New Brunswick — As people across the province celebrate their first-ever Family Day, we mustn’t forget to take a moment to honour the man whose legacy we look to acknowledge with this new statutory holiday: Marc Anthony Family.
Family, of course, was the man who had rediscovered Moncton after it was briefly lost between the years 1942 and 1956, a period often referred to by Monctonians as “The Black Ages, But, Like, Not In a Racist Way,” and quickly rose to the rank of folk hero after fulfilling a commitment to drink a beer at every single bar in the province in just one night back in in 1967, showing both his devotion to local business and his ability to hold his liquor.
Family’s stature has only grown within the province since his death in 1998 (famously, his heart surgeons were too caught up in the Seinfeld finale to pay proper attention to the task at hand).
This morning, a small parade was held in Moncton in honour of Family’s legacy, which featured an impressive float carrying a giant, papier-mâché facsimile of Family’s mustached face, followed by a litany of intoxicated children (who are legally allowed two alcoholic beverages during the holiday).
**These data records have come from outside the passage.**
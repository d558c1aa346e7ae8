//! Keyword generation: user query to search phrases.

use crate::config::Prompts;
use crate::llm::LanguageModel;
use std::collections::HashMap;
use std::sync::Arc;
use tracing::{debug, instrument, warn};

/// Expands a free-text query into short search phrases.
pub struct KeywordGenerator {
    model: Arc<dyn LanguageModel>,
    prompts: Prompts,
}

impl KeywordGenerator {
    pub fn new(model: Arc<dyn LanguageModel>) -> Self {
        Self {
            model,
            prompts: Prompts::default(),
        }
    }

    /// Set custom prompts (with user-defined variables).
    pub fn with_prompts(mut self, prompts: Prompts) -> Self {
        self.prompts = prompts;
        self
    }

    /// Generate search phrases. Model failures are logged and yield no phrases.
    #[instrument(skip(self))]
    pub async fn generate(&self, query: &str) -> Vec<String> {
        let mut vars = HashMap::new();
        vars.insert("query".to_string(), query.trim().to_string());

        let system = self.prompts.render_with_custom(&self.prompts.keywords.system, &vars);
        let user = self.prompts.render_with_custom(&self.prompts.keywords.user, &vars);

        match self.model.complete(&system, &user).await {
            Ok(response) => {
                let keywords = parse_keywords(&response);
                debug!("Generated keywords: {:?}", keywords);
                keywords
            }
            Err(e) => {
                warn!("Keyword generation failed: {}", e);
                Vec::new()
            }
        }
    }
}

/// Split a model response into one phrase per line.
pub(crate) fn parse_keywords(response: &str) -> Vec<String> {
    response
        .lines()
        .map(clean_line)
        .filter(|l| !l.is_empty())
        .collect()
}

fn clean_line(line: &str) -> String {
    let line = line.trim();
    let line = line.trim_start_matches(['-', '*', '•']).trim_start();
    // "1. x" and "2) x" are list markers, "3.5 sonnet" is not.
    let line = match line.find(['.', ')']) {
        Some(idx)
            if idx > 0
                && line[..idx].chars().all(|c| c.is_ascii_digit())
                && line[idx + 1..].chars().next().is_none_or(char::is_whitespace) =>
        {
            line[idx + 1..].trim_start()
        }
        _ => line,
    };
    line.trim_matches(['"', '\'', '`']).trim().to_string()
}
Shorty after the parade, Premier Brian Gallant spoke a few laudatory words about the local legend.
“If I asked you who the greatest New Brunswicker to ever live was,” said Gallant, stepping up to the podium, “who would you say it was?
“If you told me ‘Lord Beaverbrook,’ I would spit in your face,” he said, answering himself harshly. “If you said ‘Wayne Gretzky,’ I would say you have the wrong province. If you were to say ‘Brian Gallant,’ I would demure and say ‘nawww.’
“But,” he continued, raising his index finger, “If you said ‘Marc Anthony Family,’ I would say ‘You’re goddamn right he is!’”
There was a smattering of applause from the audience.
Despite the celebrations, Marc Anthony Family remains a controversial figure to some, as was exemplified by the many protesters who occupied the parade, carrying signs and chanting “Down With Family Values!”
Family’s checkered past was addressed by Gloria Ezersky, historian and director of the Marc Anthony Family Museum in Shediac, who spoke briefly with The Manatee.
“It is an unfortunate fact of history that Family used to regularly beat his grandmother with a rolled-up newspaper, often stole insulin from diabetic children, and was known to sometimes tip cows over and then poop on them,” said Ezersky, with the commensurate amount of solemnity. “It is also true that he once cooked and ate his only son during a particularly harsh winter…even though he had plenty of food in the cabin at the time.
“I think he just liked the taste of human flesh,” she added, thoughtfully, after a moment.
“Now, does that negate all of the positive things he’s done for the province? I don’t know. That’s up for history to decide,” she said with a dismissive wave of her hand. “In the meantime, here, have a button.”